Giselle’s chosen piece Retratos Vivos de Mamá is in Spanish, and Giselle has encouraged us who do not speak the language to translate it in order to get as much of the full effect of it as possible. I used the Google app on my phone to translate the text on my computer screen; though the translations were not perfect, they were accurate enough for me to understand the story. The piece is about the attempt of the author, Carolina López Jiménez, to tell the story of her deceased’s mother’s life, to trace the life she had before her children. The title translates as “Living Portraits of Mama,” which I think is a beautiful way to look at this piece: Jiménez bringing stories, “portraits” of her late mother to life.
I did not have a way of translating the videos or audio snippets, so although I watched and listened to them, I was not able to understand what they were saying. My understanding is based entirely on visuals.
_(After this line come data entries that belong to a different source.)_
// This Source Code Form is subject to the terms of the Mozilla Public
// License, v. 2.0. If a copy of the MPL was not distributed with this
// file, You can obtain one at http://mozilla.org/MPL/2.0/.

//! Application icons for stream rows.
//!
//! Streams only carry an icon name. Names are looked up as PNG files in the
//! freedesktop icon directories under each XDG data dir, then in `pixmaps`.

use crate::audio::types::DEFAULT_ICON;
use directories::BaseDirs;
use iced::widget::image;
use std::collections::HashMap;
use std::path::{Path, PathBuf};
use tracing::debug;

const THEMES: &[&str] = &["hicolor", "Adwaita", "breeze"];
const SIZES: &[&str] = &["48x48", "32x32", "64x64", "128x128", "24x24", "256x256"];
const CONTEXTS: &[&str] = &["apps", "mimetypes", "devices", "legacy"];

/// Data directories to search, most specific first.
pub fn search_roots() -> Vec<PathBuf> {
    let mut roots = Vec::new();
    if let Some(base) = BaseDirs::new() {
        roots.push(base.data_local_dir().to_path_buf());
    }

    let data_dirs = std::env::var_os("XDG_DATA_DIRS")
        .filter(|dirs| !dirs.is_empty())
        .unwrap_or_else(|| "/usr/local/share:/usr/share".into());
    roots.extend(std::env::split_paths(&data_dirs));
    roots
}

/// Find the PNG for icon `name` under `roots`.
pub fn find_icon(roots: &[PathBuf], name: &str) -> Option<PathBuf> {
    if name.is_empty() {
        return None;
    }

    let path = Path::new(name);
    if path.is_absolute() {
        return path.is_file().then(|| path.to_path_buf());
    }
    // Anything else with a separator is not an icon name.
    if name.contains('/') {
        return None;
    }

    let file = format!("{}.png", name);
    for root in roots {
        let icons = root.join("icons");
        for theme in THEMES {
            for size in SIZES {
                for context in CONTEXTS {
                    let candidate = icons.join(theme).join(size).join(context).join(&file);
                    if candidate.is_file() {
                        return Some(candidate);
                    }
                }
            }
        }

        let pixmap = root.join("pixmaps").join(&file);
        if pixmap.is_file() {
            return Some(pixmap);
        }
    }
    None
}

/// Icon handles by name, resolved once per name.
pub struct IconCache {
    roots: Vec<PathBuf>,
    handles: HashMap<String, Option<image::Handle>>,
}

impl IconCache {
    pub fn new() -> Self {
        Self::with_roots(search_roots())
    }

    pub fn with_roots(roots: Vec<PathBuf>) -> Self {
        Self {
            roots,
            handles: HashMap::new(),
        }
    }

    /// Look up `name` unless it was looked up before. Unknown names fall
    /// back to the generic multimedia icon.
    pub fn resolve(&mut self, name: &str) {
        if self.handles.contains_key(name) {
            return;
        }

        let path = find_icon(&self.roots, name)
            .or_else(|| find_icon(&self.roots, DEFAULT_ICON));
        debug!("Icon '{}' -> {:?}", name, path);
        self.handles
            .insert(name.to_string(), path.map(image::Handle::from_path));
    }

    pub fn get(&self, name: &str) -> Option<&image::Handle> {
        self.handles.get(name).and_then(Option::as_ref)
    }
}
Jiménez speaks about the mother that only she, her brother, and her father knew. She feels for her mother, having to get up every day with the weight of all those she cared for on her shoulders. She speaks about her mother’s last days, the pain and sickness, and the need to remember her mom in a different way. That is why she created this project; to remember her mother and to tell her story beyond illness and beyond motherhood. She wanted to know and share who her mother had been as a person, not just as a mother or a wife. This is an aspect of motherhood that fascinates me…who a mother is BESIDES a mother, what her life was like before she had children. To me, it feels like after you have children, all of society views you entirely differently. Your identity from before is taken away by them, replaced by your identity as a mother. Something that so touches me about this piece, then, is the refusal by the author to let her mother be remembered as ONLY a mother. She realizes that there were other aspects of this woman’s life and does not want to let them be forgotten.
The author expresses her fears of repeating her mother’s life, of becoming what she was, a selfless woman who sort of gave herself up for everyone else. She fears, too, that the disease that killed her mother lurks within her, too. This reminds me of a quote I saw once in a tumblr post, “mothers and daughters existing as wretched mirrors of each other: I am all you could have been and you are all i might be.” And another quote, I believe from eight bites by Carmen Maria Machado: “There’s something about having a mother when you’re a girl. It’s crushing. Crushing having a mirror that suffers all on its own.” This thought that mothers and daughters are reflections of each other, that they see themselves in one another and see their own suffering reflected back at them. It’s a theme I’ve been exploring in some of my own stories, and a theme I see in this piece as well.
I also really enjoy the way the piece was set up, made to look like diary entries and a scrapbook and so forth, the way it contained photos and documents from Jiménez’s mother’s life. Its construction as an e-lit piece really let Jiménez showcase all of these things and tell her mother’s story.
Though I only consumed what was ultimately a small part of the entire piece, I was extremely moved by it. It’s a beautiful, touching memorial that I’d love to continue exploring more.
I thoroughly enjoyed How to Rob a Bank’s multimodal storytelling approach. In the way that it utilized different apps to tell the story, it reminded me of epistolary stories, those that are told through letters and/or other types of written ephemera. In a way, it even reminds me of certain exploration-based video games like Gone Home where you explore an environment and piece together a story by reading letters, journal entries, etc and examining objects left behind. I love such ways of a telling a story, so it’s really interesting to explore an e-lit piece that uses similar conventions.
The story itself felt almost parodical, though. It was too unrealistic in a strange way, not really in a compelling way that inspires suspension of disbelief. So, I can’t really say I enjoyed the story of the piece or the way it handled it, but I did enjoy its method of storytelling.